- _Task_
Each record below has to be printed verbatim.

- _Collected data_
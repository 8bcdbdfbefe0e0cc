// SPDX-FileCopyrightText: 2025 Caspar Water Company
//
// SPDX-License-Identifier: Apache-2.0

use std::fmt;
use std::sync::Arc;

use async_trait::async_trait;
use bytes::Bytes;

use crate::entry::{FileType, Timestamp};
use crate::error::{Error, Result};
use crate::units::{self, Unit, Units};

/// Backend side of a file.
///
/// Ranges are byte offsets. Implementations clip reads to the content and
/// persist a splice before returning.
#[async_trait]
pub trait File: Send + Sync {
    fn created_time(&self) -> Timestamp;

    fn modified_time(&self) -> Timestamp;

    fn mime_type(&self) -> String;

    /// Content size in bytes.
    fn size(&self) -> u64;

    /// Reload metadata from the backend.
    async fn sync(&self) -> Result<()>;

    async fn read_range(&self, start: u64, end: u64) -> Result<Bytes>;

    /// Replace bytes `[start, end)` with `data` and return the new size in bytes.
    async fn splice(&self, start: u64, end: u64, data: Bytes) -> Result<u64>;
}

/// Content read as a whole, tagged with the file's mime type.
#[derive(Debug, Clone, PartialEq)]
pub struct Blob {
    pub mime_type: String,
    pub data: Bytes,
}

/// Handle to an open file.
#[derive(Clone)]
pub struct FileHandle {
    inner: Arc<dyn File>,
    read_only: bool,
}

impl FileHandle {
    pub fn new(inner: Arc<dyn File>) -> Self {
        Self {
            inner,
            read_only: false,
        }
    }

    pub(crate) fn into_read_only(mut self) -> Self {
        self.read_only = true;
        self
    }

    pub fn is_read_only(&self) -> bool {
        self.read_only
    }

    pub fn entry_type(&self) -> FileType {
        FileType::File
    }

    pub fn created_time(&self) -> Timestamp {
        self.inner.created_time()
    }

    pub fn modified_time(&self) -> Timestamp {
        self.inner.modified_time()
    }

    pub fn mime_type(&self) -> String {
        self.inner.mime_type()
    }

    pub fn size(&self) -> u64 {
        self.inner.size()
    }

    pub async fn sync(&self) -> Result<()> {
        self.inner.sync().await
    }

    /// Read up to `count` elements starting at element `offset` into `buf`.
    ///
    /// `count` defaults to the buffer length. Returns the number of elements read.
    pub async fn read<T: Unit>(&self, buf: &mut [T], offset: u64, count: Option<u64>) -> Result<u64> {
        let width = T::WIDTH as u64;
        let count = count.unwrap_or(buf.len() as u64).min(buf.len() as u64);
        let start = offset.saturating_mul(width);
        let end = start.saturating_add(count.saturating_mul(width));
        let bytes = self.inner.read_range(start, end).await?;
        Ok(units::fill(buf, &bytes))
    }

    /// Byte addressed read. `count` defaults to the rest of the file.
    pub async fn read_blob(&self, offset: u64, count: Option<u64>) -> Result<Blob> {
        let end = match count {
            Some(count) => offset.saturating_add(count),
            None => self.size().max(offset),
        };
        let data = self.inner.read_range(offset, end).await?;
        Ok(Blob {
            mime_type: self.mime_type(),
            data,
        })
    }

    pub async fn read_to_string(&self) -> Result<String> {
        let blob = self.read_blob(0, None).await?;
        String::from_utf8(blob.data.to_vec())
            .map_err(|e| Error::invalid_argument(format!("content is not UTF-8: {e}")))
    }

    /// Overwrite `count` elements at element `offset` with `data`.
    ///
    /// The replaced byte range is `[offset * w, offset * w + count * w)` where
    /// `w` is the element width of `data`; `count` defaults to the rest of the
    /// file. Returns the new size in elements.
    pub async fn write<B: Units + ?Sized>(&self, data: &B, offset: u64, count: Option<u64>) -> Result<u64> {
        if self.read_only {
            return Err(Error::permission_denied("file is read-only"));
        }
        let width = data.unit_width().max(1) as u64;
        let start = offset.saturating_mul(width);
        let end = match count {
            Some(count) => start.saturating_add(count.saturating_mul(width)),
            None => self.size().max(start),
        };
        let size = self.inner.splice(start, end, data.to_bytes()).await?;
        Ok(size / width)
    }
}

impl fmt::Debug for FileHandle {
    fn fmt(&self, f: &mut fmt::Formatter<'_>) -> fmt::Result {
        f.debug_struct("FileHandle")
            .field("mime_type", &self.inner.mime_type())
            .field("size", &self.inner.size())
            .field("read_only", &self.read_only)
            .finish()
    }
}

- _Answer_
repository 8bcdbdfbefe0e0cc
// SPDX-FileCopyrightText: 2025 Caspar Water Company
//
// SPDX-License-Identifier: Apache-2.0

use std::fmt;
use std::sync::Arc;

use async_trait::async_trait;
use bytes::Bytes;

use crate::entry::{FileType, Timestamp};
use crate::error::{Error, Result};
use crate::units::{self, Unit, Units};

/// Backend side of a file.
///
/// Ranges are byte offsets. Implementations clip reads to the content and
/// persist a splice before returning.
#[async_trait]
pub trait File: Send + Sync {
    fn created_time(&self) -> Timestamp;

    fn modified_time(&self) -> Timestamp;

    fn mime_type(&self) -> String;

    /// Content size in bytes.
    fn size(&self) -> u64;

    /// Reload metadata from the backend.
    async fn sync(&self) -> Result<()>;

    async fn read_range(&self, start: u64, end: u64) -> Result<Bytes>;

    /// Replace bytes `[start, end)` with `data` and return the new size in bytes.
    async fn splice(&self, start: u64, end: u64, data: Bytes) -> Result<u64>;
}

/// Content read as a whole, tagged with the file's mime type.
#[derive(Debug, Clone, PartialEq)]
pub struct Blob {
    pub mime_type: String,
    pub data: Bytes,
}

/// Handle to an open file.
#[derive(Clone)]
pub struct FileHandle {
    inner: Arc<dyn File>,
    read_only: bool,
}

impl FileHandle {
    pub fn new(inner: Arc<dyn File>) -> Self {
        Self {
            inner,
            read_only: false,
        }
    }

    pub(crate) fn into_read_only(mut self) -> Self {
        self.read_only = true;
        self
    }

    pub fn is_read_only(&self) -> bool {
        self.read_only
    }

    pub fn entry_type(&self) -> FileType {
        FileType::File
    }

    pub fn created_time(&self) -> Timestamp {
        self.inner.created_time()
    }

    pub fn modified_time(&self) -> Timestamp {
        self.inner.modified_time()
    }

    pub fn mime_type(&self) -> String {
        self.inner.mime_type()
    }

    pub fn size(&self) -> u64 {
        self.inner.size()
    }

    pub async fn sync(&self) -> Result<()> {
        self.inner.sync().await
    }

    /// Read up to `count` elements starting at element `offset` into `buf`.
    ///
    /// `count` defaults to the buffer length. Returns the number of elements read.
    pub async fn read<T: Unit>(&self, buf: &mut [T], offset: u64, count: Option<u64>) -> Result<u64> {
        let width = T::WIDTH as u64;
        let count = count.unwrap_or(buf.len() as u64).min(buf.len() as u64);
        let start = offset.saturating_mul(width);
        let end = start.saturating_add(count.saturating_mul(width));
        let bytes = self.inner.read_range(start, end).await?;
        Ok(units::fill(buf, &bytes))
    }

    /// Byte addressed read. `count` defaults to the rest of the file.
    pub async fn read_blob(&self, offset: u64, count: Option<u64>) -> Result<Blob> {
        let end = match count {
            Some(count) => offset.saturating_add(count),
            None => self.size().max(offset),
        };
        let data = self.inner.read_range(offset, end).await?;
        Ok(Blob {
            mime_type: self.mime_type(),
            data,
        })
    }

    pub async fn read_to_string(&self) -> Result<String> {
        let blob = self.read_blob(0, None).await?;
        String::from_utf8(blob.data.to_vec())
            .map_err(|e| Error::invalid_argument(format!("content is not UTF-8: {e}")))
    }

    /// Overwrite `count` elements at element `offset` with `data`.
    ///
    /// The replaced byte range is `[offset * w, offset * w + count * w)` where
    /// `w` is the element width of `data`; `count` defaults to the rest of the
    /// file. Returns the new size in elements.
    pub async fn write<B: Units + ?Sized>(&self, data: &B, offset: u64, count: Option<u64>) -> Result<u64> {
        if self.read_only {
            return Err(Error::permission_denied("file is read-only"));
        }
        let width = data.unit_width().max(1) as u64;
        let start = offset.saturating_mul(width);
        let end = match count {
            Some(count) => start.saturating_add(count.saturating_mul(width)),
            None => self.size().max(start),
        };
        let size = self.inner.splice(start, end, data.to_bytes()).await?;
        Ok(size / width)
    }
}

impl fmt::Debug for FileHandle {
    fn fmt(&self, f: &mut fmt::Formatter<'_>) -> fmt::Result {
        f.debug_struct("FileHandle")
            .field("mime_type", &self.inner.mime_type())
            .field("size", &self.inner.size())
            .field("read_only", &self.read_only)
            .finish()
    }
}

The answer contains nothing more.